I wish I had managed to track down the exact reference for this quote from Sylvia Plath, so that I would know under exactly what circumstances she said it.  Did she, for example, mean that the writing was lousy and that that’s why it had never been published?  Or did she mean that it would stop stinking once the impulse to publish it had been answered?  I took this latter meaning as my own yesterday and today, in getting my poetry–of which very few poems have seen the light of day–online with the U. S. Copyright Office and then here to you.

Mostly, I wouldn’t say the poems actually were stinky, though they were dusty and dog-eared (even the more recent ones) from being carried around in an equally ratty notebook.  I typed them up yesterday and this morning, and then got online with the U. S. Copyright Office formally to “seal the deal.”  You can file online for $35, provided that all their conditions are met and you are only publishing online (publishing in print form costs more, takes longer, and has more conditions).  So, since I just wanted to publish right now for the sake of my website (maybe some kind editor of print books will come along and discover me eventually, should I prove worthy), I went ahead and went through the process.  It can be done in a very short amount of time, and the instructions are generally quite clear, once you get used to the format.  I had a little trouble at first, because I haven’t been online to copyright since my last novel was completed in 2010, but the system is made for people who simply want to follow instructions without too much who-hah.

The best part is, that although your case may be pending for a day or two (in this case, over the weekend), once you’ve (1) applied (2) paid and (3) uploaded your files successfully (in that order), your work is officially copyrighted and registered.  The copyright office even sends you several e-mails during the process to let you know when each part is complete.  So, you don’t have to cool your heels wondering why, oh why, you didn’t start an hour earlier in the morning, or take less time for lunch, or why you were so muddle-headed about the process when it told  you (fairly clearly) what to do.  They will send you a paper copy of your registration in about 6 months (they say less, but face it, there are lots of people publishing out there).

So, now–my poems are up on this site, and though I would like to get rich off them and off my other writings too, I’m realistic enough to recognize that I should probably just point once more to my PayPal button, silently, and let it go at that.  Like Shakespeare said, “Sell when you can, you are not for all markets.”  I hope you will read my poems at your own pace, and enjoy them, and tell me what you like or were perhaps left cold by (I love getting comments and replies, and haven’t had nearly enough of them so far).  And now you know what I was doing instead of putting up a post a day at the end of this week!  I was suffering (read typing and proofreading) for my art!

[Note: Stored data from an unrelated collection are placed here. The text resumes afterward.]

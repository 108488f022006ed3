use std::{io, path::PathBuf, result::Result as StdResult};

use thiserror::Error;

/// Errors raised by layout storage and decoding.
///
/// Zone geometry never fails with an error; invalid layouts produce an empty
/// zone list instead.
#[derive(Error, Debug)]
pub enum Error {
    /// Reading or writing the layout file failed.
    #[error("layout store I/O error at {path}: {source}")]
    Io {
        /// File being accessed.
        path: PathBuf,
        /// Underlying I/O error.
        #[source]
        source: io::Error,
    },

    /// The layout file is not valid JSON for a list of zone sets.
    #[error("invalid layout JSON: {0}")]
    Json(#[from] serde_json::Error),

    /// A zone set's `type` names a payload that is absent.
    #[error("zone set {id:?} has type {kind} but no {kind} payload")]
    MissingPayload {
        /// Offending zone set id.
        id: String,
        /// Declared layout type.
        kind: &'static str,
    },

    /// No layout with the given id exists in the store.
    #[error("unknown layout id {0:?}")]
    UnknownLayout(String),
}

/// Result alias for layout operations.
pub type Result<T> = StdResult<T, Error>;
//! Snap the focused window into its best zone without dragging.

use tile_geom::{InternalRect, Rect};
use tile_layout::{best_zone, compute_zones};
use tracing::debug;

use crate::{
    Error, Result,
    accessor::WindowAccessor,
    display::Displays,
    provider::ZoneSetProvider,
};

/// Move the focused window into the zone that best fits it on its display.
///
/// The display is the one containing the window's centre. Returns the frame
/// that was applied, in global top-left coordinates.
pub fn snap_focused_window(
    accessor: &dyn WindowAccessor,
    displays: &dyn Displays,
    zone_sets: &dyn ZoneSetProvider,
) -> Result<Rect> {
    if !accessor.has_permission() {
        return Err(Error::Permission);
    }
    let window = accessor.focused_window().ok_or(Error::NoWindowTarget)?;
    let frame = accessor.frame(window).ok_or(Error::FrameUnavailable)?;

    let all = displays.displays();
    let center = frame.center();
    let display = all
        .iter()
        .find(|d| {
            let desktop = d.screen.global_to_desktop(center);
            d.screen.contains_desktop_point(desktop)
        })
        .copied()
        .ok_or(Error::NoScreen)?;

    let set = zone_sets
        .zone_set_for_display(display.id)
        .ok_or(Error::NoZones(display.id))?;
    let zones = compute_zones(&set, &display.screen.work_area());
    let local = InternalRect::from_global_top_left(frame, &display.screen);
    let zone = best_zone(&local, &zones).ok_or(Error::NoZones(display.id))?;

    let target = zone.rect.to_global_top_left(&display.screen);
    debug!(window, zone = zone.id, ?target, "snap now");
    if !accessor.set_frame(window, target) {
        return Err(Error::SetFrameFailed);
    }
    Ok(target)
}
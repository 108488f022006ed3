//! Command-line interface definitions for zonetile.

use std::path::PathBuf;

use clap::{Args, Parser, Subcommand};
use logging::LogArgs;
use tile_geom::{Rect, Screen};

/// Command-line interface for the `zonetile` binary.
#[derive(Parser, Debug)]
#[command(
    name = "zonetile",
    about = "Inspect zone layouts and replay drag-to-snap sessions",
    version
)]
pub struct Cli {
    /// Logging controls shared across zonetile binaries.
    #[command(flatten)]
    pub log: LogArgs,

    /// Settings file (RON).
    #[arg(long, global = true, value_name = "PATH")]
    pub settings: Option<PathBuf>,

    /// Layout store (JSON). Built-in layouts are used when absent.
    #[arg(long, global = true, value_name = "PATH")]
    pub store: Option<PathBuf>,

    /// What to do.
    #[command(subcommand)]
    pub command: Commands,
}

/// Top-level commands.
#[derive(Subcommand, Debug)]
pub enum Commands {
    /// List the built-in layouts.
    Presets(PresetsArgs),
    /// List the layouts in the store and the per-display selection.
    Layouts,
    /// Print the zones a layout produces on a screen.
    Zones(ZonesArgs),
    /// Pick the zone that best fits a window.
    Best(BestArgs),
    /// Replay a scripted drag session against recording doubles.
    Replay(ReplayArgs),
}

/// Arguments for `presets`.
#[derive(Args, Debug, Clone)]
pub struct PresetsArgs {
    /// Print the layouts as JSON.
    #[arg(long)]
    pub json: bool,
}

/// A single primary screen described on the command line.
#[derive(Args, Debug, Clone)]
pub struct ScreenArgs {
    /// Screen size as WIDTH,HEIGHT.
    #[arg(long, default_value = "1920,1080", value_parser = parse_size)]
    pub screen: (f64, f64),

    /// Height reserved at the top of the screen (menu bar).
    #[arg(long, default_value_t = 25.0)]
    pub menu_bar: f64,
}

impl ScreenArgs {
    /// The described screen.
    pub fn screen(&self) -> Screen {
        let (w, h) = self.screen;
        let visible_h = (h - self.menu_bar).max(0.0);
        Screen::primary(Rect::new(0.0, 0.0, w, h), Rect::new(0.0, 0.0, w, visible_h))
    }
}

/// Arguments for `zones`.
#[derive(Args, Debug, Clone)]
pub struct ZonesArgs {
    /// Layout id or name; defaults to the layout selected for display 1.
    #[arg(long)]
    pub layout: Option<String>,

    /// Screen geometry.
    #[command(flatten)]
    pub screen: ScreenArgs,
}

/// Arguments for `best`.
#[derive(Args, Debug, Clone)]
pub struct BestArgs {
    /// Window frame as X,Y,W,H in global top-left coordinates.
    #[arg(long, value_parser = parse_rect)]
    pub window: Rect,

    /// Layout id or name; defaults to the layout selected for display 1.
    #[arg(long)]
    pub layout: Option<String>,

    /// Screen geometry.
    #[command(flatten)]
    pub screen: ScreenArgs,
}

/// Arguments for `replay`.
#[derive(Args, Debug, Clone)]
pub struct ReplayArgs {
    /// Script file (RON).
    #[arg(value_name = "SCRIPT")]
    pub script: PathBuf,

    /// Screen geometry, used when the script names no displays.
    #[command(flatten)]
    pub screen: ScreenArgs,
}

/// Parse a comma-separated list of exactly `n` numbers.
fn parse_numbers(s: &str, n: usize) -> Result<Vec<f64>, String> {
    let parts = s
        .split(',')
        .map(|p| p.trim().parse::<f64>().map_err(|e| format!("{p:?}: {e}")))
        .collect::<Result<Vec<_>, _>>()?;
    if parts.len() != n {
        return Err(format!("expected {n} comma-separated numbers, got {}", parts.len()));
    }
    Ok(parts)
}

/// Parse `WIDTH,HEIGHT`.
pub fn parse_size(s: &str) -> Result<(f64, f64), String> {
    let v = parse_numbers(s, 2)?;
    Ok((v[0], v[1]))
}

/// Parse `X,Y,W,H`.
pub fn parse_rect(s: &str) -> Result<Rect, String> {
    let v = parse_numbers(s, 4)?;
    Ok(Rect::new(v[0], v[1], v[2], v[3]))
}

A word about the poems themselves:  they go from my days as an undergraduate (when I won an honorable mention in a contest for about 3-4 of them) to the recent poems I wrote for the characters in my first published novel to exchange and read to each other.  Had I been able to remember exactly which poems had placed in the contest, I would have noted it down, but it’s too long ago now, and those are old moments of near-glory.  What’s more important now is how the poems hold up under the burden of time.  Suffice it to say that though I no longer liked all of the poems in this collection, I still felt that all of them had some merit which made them worth retaining.  So, without more stuff and nonsense about it, here they are for your–I hope–reading pleasure.  Someday, I hope to write poetry again, and I hope to get to it long before I have to call the volume Old Age!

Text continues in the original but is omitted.